DBT is a System, not a Curriculum

Hopefully by now it’s clear that DBT is so much more than its skills. Even the information shared here is just a slice of what this rich and complex model involves. Like a Zen riddle, DBT is a thought twist.

Emotions, dialectics, genuineness, validation, mindfulness.

If you want to develop excellent emotion-focused skills, then absolutely consider DBT. But also consider DBT if any of the following are true:

  • you believe that your painful emotions are honourable and you want a therapy that both loves them and helps to alleviate them;
  • you need a way to hold all the painful contradictions of life that “can’t be” and yet are nevertheless;
  • you want a therapist whose genuineness can be as warm as it can be honest;
  • you want change but also want to be valued for the wisdom in where you are right now;
  • you’re terrified of “just being” but are also desperate to find a way to let go of the weight you’re carrying.

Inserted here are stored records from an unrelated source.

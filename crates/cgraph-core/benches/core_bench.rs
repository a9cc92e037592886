//! Criterion benchmarks for cgraph-core.
//!
//! ## Benchmark groups
//!
//! 1. **signature**: Encode/decode of the wire format.
//! 2. **front_end**: tree-sitter parse plus lowering of one unit.
//! 3. **pipeline**: End-to-end graph construction on synthetic projects.
//! 4. **queries**: Bounded walks and root reachability on a built graph.
//!
//! ## Running
//!
//! ```sh
//! cargo bench --manifest-path crates/cgraph-core/Cargo.toml
//! # Run only the pipeline group:
//! cargo bench --manifest-path crates/cgraph-core/Cargo.toml -- pipeline
//! ```

use std::path::Path;

use criterion::{black_box, criterion_group, criterion_main, BenchmarkId, Criterion};

use cgraph_core::graph::query::{reachable_from_root, walk, Direction};
use cgraph_core::indexer::parser::parse_unit;
use cgraph_core::{build_call_graph, AnalysisOptions, LibrarySpec, Signature, SourceModel};

// ---------------------------------------------------------------------------
// Helpers
// ---------------------------------------------------------------------------

/// One unit per family: an abstract base with `width` overriding subclasses,
/// a holder whose field is written from several constructors, and a driver
/// calling through both. Each family's driver also calls into the previous
/// family so the graph is connected.
fn synthetic_project(families: usize, width: usize) -> SourceModel {
    let mut sources = Vec::with_capacity(families);
    for f in 0..families {
        let mut src = format!(
            "package gen.f{f};\n\
             import java.util.*;\n\
             abstract class Shape{f} {{\n\
               abstract int area(int scale);\n\
               int twice(int scale) {{ return area(scale) * 2; }}\n\
             }}\n"
        );
        for w in 0..width {
            src.push_str(&format!(
                "class Shape{f}_{w} extends Shape{f} {{\n\
                   int area(int scale) {{ return scale + {w}; }}\n\
                 }}\n"
            ));
        }
        src.push_str(&format!(
            "class Holder{f} {{\n\
               Shape{f} shape = new Shape{f}_0();\n\
               List<Shape{f}> all = new ArrayList<>();\n\
               {{ shape = new Shape{f}_{last}(); }}\n\
               Holder{f}(boolean flip) {{ if (flip) {{ shape = new Shape{f}_0(); }} all.add(shape); }}\n\
             }}\n\
             public class Driver{f} implements Runnable {{\n\
               public void run() {{\n\
                 Holder{f} h = new Holder{f}(true);\n\
                 for (int i = 0; i < 10; i++) {{ h.shape.twice(i); }}\n\
                 for (Shape{f} s : h.all) {{ s.area(1); }}\n",
            last = width.saturating_sub(1)
        ));
        if f > 0 {
            src.push_str(&format!(
                "    new gen.f{prev}.Driver{prev}().run();\n",
                prev = f - 1
            ));
        }
        src.push_str("  }\n}\n");
        sources.push((format!("gen/f{f}/Driver{f}.java"), src));
    }
    SourceModel::from_sources(Path::new("gen"), sources)
}

// ---------------------------------------------------------------------------
// Benchmarks
// ---------------------------------------------------------------------------

fn bench_signature(c: &mut Criterion) {
    let mut group = c.benchmark_group("signature");
    let text = "com.example.service.OrderService$Handler:submit(Qcom.example.Order;[IJTT;)Qjava.util.List;";
    let sig = Signature::decode(text).unwrap();

    group.bench_function("decode", |b| b.iter(|| Signature::decode(black_box(text)).unwrap()));
    group.bench_function("encode", |b| b.iter(|| black_box(&sig).encode()));
    group.finish();
}

fn bench_front_end(c: &mut Criterion) {
    let mut group = c.benchmark_group("front_end");
    let model = synthetic_project(1, 50);
    let file = &model.files()[0];

    group.bench_function("parse_unit_50_classes", |b| {
        b.iter(|| parse_unit(black_box(&file.path), black_box(&file.content)).unwrap())
    });
    group.finish();
}

fn bench_pipeline(c: &mut Criterion) {
    let mut group = c.benchmark_group("pipeline");
    group.sample_size(10);
    let library = LibrarySpec::builtin().unwrap();

    for &families in &[10usize, 50, 200] {
        let model = synthetic_project(families, 8);
        for &workers in &[1usize, 0] {
            let options = AnalysisOptions {
                workers,
                ..AnalysisOptions::default()
            };
            let label = if workers == 0 { "parallel" } else { "single" };
            group.bench_with_input(
                BenchmarkId::new(label, families),
                &families,
                |b, _| b.iter(|| build_call_graph(&model, &library, &options).unwrap()),
            );
        }
    }
    group.finish();
}

fn bench_queries(c: &mut Criterion) {
    let mut group = c.benchmark_group("queries");
    let model = synthetic_project(100, 8);
    let library = LibrarySpec::builtin().unwrap();
    let graph = build_call_graph(&model, &library, &AnalysisOptions::default())
        .unwrap()
        .graph;
    let start = Signature::decode("gen.f99.Driver99:run()V").unwrap();
    let leaf = Signature::decode("gen.f0.Shape0_0:area(I)I").unwrap();

    group.bench_function("callees_depth_6", |b| {
        b.iter(|| walk(black_box(&graph), &start, Direction::Callees, 6))
    });
    group.bench_function("callers_depth_6", |b| {
        b.iter(|| walk(black_box(&graph), &leaf, Direction::Callers, 6))
    });
    group.bench_function("reachable_from_root", |b| {
        b.iter(|| reachable_from_root(black_box(&graph)))
    });
    group.finish();
}

criterion_group!(
    benches,
    bench_signature,
    bench_front_end,
    bench_pipeline,
    bench_queries
);
criterion_main!(benches);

Most of all, consider DBT if the idea of befriending your overwhelming emotions seems just absurd enough to give you hope.

Alejandra can be reached via The Healing Collective and at http://lindanpsychotherapy.com

References

Beck, J.S. (2011). Cognitive Behavioral Therapy: Basics and Beyond, 2nd Edition. New

York: Guilford.

Koerner, K. (2012). Doing Dialectical Behavior Therapy: A Practical Guide. New York:

Guilford.

Linehan, M.M. (1993). Cognitive-Behavioral Treatment of Borderline Personality

     Disorder. New York: Guilford.

Linehan, M.M. (2015). DBT Skills Training Handouts and Worksheets: Second Edition.

New York: Guilford.

Rathus, J.H., & Miller, A.L. (2015). DBT Skills Manual for Adolescents. New York:

Guilford.

Swenson, C. (2016). DBT Principles in Action: Acceptance, Change, and Dialectics.

New York: Guilford.

Van Dijk, S. (2012). DBT Made Simple: A Step-by-Step Guide to Dialectical Behavior   

     Therapy. Oakland: New Harbinger.